From: Pavel Begunkov <asml.silence@gmail.com>
To: Mina Almasry <almasrymina@google.com>
Cc: David Wei <dw@davidwei.uk>,
io-uring@vger.kernel.org, netdev@vger.kernel.org,
Jens Axboe <axboe@kernel.dk>, Jakub Kicinski <kuba@kernel.org>,
Paolo Abeni <pabeni@redhat.com>,
"David S. Miller" <davem@davemloft.net>,
Eric Dumazet <edumazet@google.com>,
Jesper Dangaard Brouer <hawk@kernel.org>,
David Ahern <dsahern@kernel.org>
Subject: Re: [PATCH v1 11/15] io_uring/zcrx: implement zerocopy receive pp memory provider
Date: Thu, 10 Oct 2024 22:22:47 +0100 [thread overview]
Message-ID: <096387ce-64f0-402f-a5d2-6b51653f9539@gmail.com> (raw)

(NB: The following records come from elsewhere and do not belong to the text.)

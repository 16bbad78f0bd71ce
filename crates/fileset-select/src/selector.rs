//! The selector contract and AND-composition.

use std::fmt;
use std::path::Path;
use std::sync::Arc;

use fileset_core::{ScanError, ScanWarning};

/// A per-file inclusion predicate.
///
/// Selectors only ever see files that already passed the include and
/// exclude patterns. Returning `false` drops the file from the result; it is
/// never an error.
pub trait FileSelector: fmt::Debug + Send + Sync {
    /// Whether `file` (at `relative` below `base_dir`) stays in the result.
    fn is_selected(&self, base_dir: &Path, relative: &str, file: &Path) -> bool;

    /// Called once before the first file of a scan.
    fn scan_started(&self, _base_dir: &Path) -> Result<(), ScanError> {
        Ok(())
    }

    /// Called once after the last file of a scan.
    fn scan_finished(&self) -> Result<(), ScanError> {
        Ok(())
    }

    /// Drain warnings collected since the last call.
    fn take_warnings(&self) -> Vec<ScanWarning> {
        Vec::new()
    }
}

impl<T: FileSelector + ?Sized> FileSelector for Box<T> {
    fn is_selected(&self, base_dir: &Path, relative: &str, file: &Path) -> bool {
        (**self).is_selected(base_dir, relative, file)
    }

    fn scan_started(&self, base_dir: &Path) -> Result<(), ScanError> {
        (**self).scan_started(base_dir)
    }

    fn scan_finished(&self) -> Result<(), ScanError> {
        (**self).scan_finished()
    }

    fn take_warnings(&self) -> Vec<ScanWarning> {
        (**self).take_warnings()
    }
}

impl<T: FileSelector + ?Sized> FileSelector for Arc<T> {
    fn is_selected(&self, base_dir: &Path, relative: &str, file: &Path) -> bool {
        (**self).is_selected(base_dir, relative, file)
    }

    fn scan_started(&self, base_dir: &Path) -> Result<(), ScanError> {
        (**self).scan_started(base_dir)
    }

    fn scan_finished(&self) -> Result<(), ScanError> {
        (**self).scan_finished()
    }

    fn take_warnings(&self) -> Vec<ScanWarning> {
        (**self).take_warnings()
    }
}

/// Selectors that must all accept a file.
#[derive(Debug, Default)]
pub struct SelectorChain {
    selectors: Vec<Box<dyn FileSelector>>,
}

impl SelectorChain {
    pub fn new() -> Self {
        Self::default()
    }

    pub fn push(&mut self, selector: Box<dyn FileSelector>) {
        self.selectors.push(selector);
    }

    pub fn len(&self) -> usize {
        self.selectors.len()
    }

    pub fn is_empty(&self) -> bool {
        self.selectors.is_empty()
    }
}

impl From<Vec<Box<dyn FileSelector>>> for SelectorChain {
    fn from(selectors: Vec<Box<dyn FileSelector>>) -> Self {
        Self { selectors }
    }
}

impl Extend<Box<dyn FileSelector>> for SelectorChain {
    fn extend<I: IntoIterator<Item = Box<dyn FileSelector>>>(&mut self, iter: I) {
        self.selectors.extend(iter);
    }
}

impl FileSelector for SelectorChain {
    fn is_selected(&self, base_dir: &Path, relative: &str, file: &Path) -> bool {
        self.selectors
            .iter()
            .all(|s| s.is_selected(base_dir, relative, file))
    }

    fn scan_started(&self, base_dir: &Path) -> Result<(), ScanError> {
        self.selectors
            .iter()
            .try_for_each(|s| s.scan_started(base_dir))
    }

    /// Every selector is finished even if an earlier one fails; the first
    /// error is returned.
    fn scan_finished(&self) -> Result<(), ScanError> {
        let mut first_error = None;
        for selector in &self.selectors {
            if let Err(e) = selector.scan_finished() {
                first_error.get_or_insert(e);
            }
        }
        first_error.map_or(Ok(()), Err)
    }

    fn take_warnings(&self) -> Vec<ScanWarning> {
        self.selectors
            .iter()
            .flat_map(|s| s.take_warnings())
            .collect()
    }
}

#[cfg(test)]
mod tests {
    use super::*;

    #[derive(Debug)]
    struct Fixed(bool);

    impl FileSelector for Fixed {
        fn is_selected(&self, _: &Path, _: &str, _: &Path) -> bool {
            self.0
        }
    }

    #[test]
    fn test_empty_chain_selects_everything() {
        let chain = SelectorChain::new();
        assert!(chain.is_empty());
        assert!(chain.is_selected(Path::new("/b"), "x", Path::new("/b/x")));
    }

    #[test]
    fn test_chain_is_conjunction() {
        let mut chain = SelectorChain::new();
        chain.push(Box::new(Fixed(true)));
        assert!(chain.is_selected(Path::new("/b"), "x", Path::new("/b/x")));
        chain.push(Box::new(Fixed(false)));
        assert_eq!(chain.len(), 2);
        assert!(!chain.is_selected(Path::new("/b"), "x", Path::new("/b/x")));
    }
}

In-Reply-To: <CAHS8izMrPuQNvwGwAUjh7GAY-CoC81rc5BD1ZMmy-nNds3xDgA@mail.gmail.com>
On 10/10/24 21:53, Mina Almasry wrote:
> On Thu, Oct 10, 2024 at 1:26 PM Pavel Begunkov <asml.silence@gmail.com> wrote:
...
>>>
>>> Sorry I wasn't clear. By 'this' I'm referring to:
>>>
>>> "from where our ->alloc_netmems implementation can grab it, check
>>> references, put IO_ZC_RX_UREF, and recycle the buffer if there are no
>>> more users left"
>>>
>>> This is the part that I'm not able to stomach at the moment. Maybe if
>>> I look deeper it would make more sense, but my first feelings is that
>>> it's really not acceptable.
>>>
>>> alloc_netmems (and more generically page_pool_alloc_netmem), just
>>> allocates a netmem and gives it to the page_pool code to decide
>>
>> That how it works because that's how devmem needs it and you
>> tailored it, not the other way around. It could've pretty well
>> been a callback that fills the cache as an intermediate, from
>> where page pool can grab netmems and return back to the user,
>> and it would've been a pretty clean interface as well.
>>
>
> It could have been, but that would be a much worse design IMO. The
> whole point of memory proivders is that they provide memory to the
> page_pool and the page_pool does its things (among which is recycling)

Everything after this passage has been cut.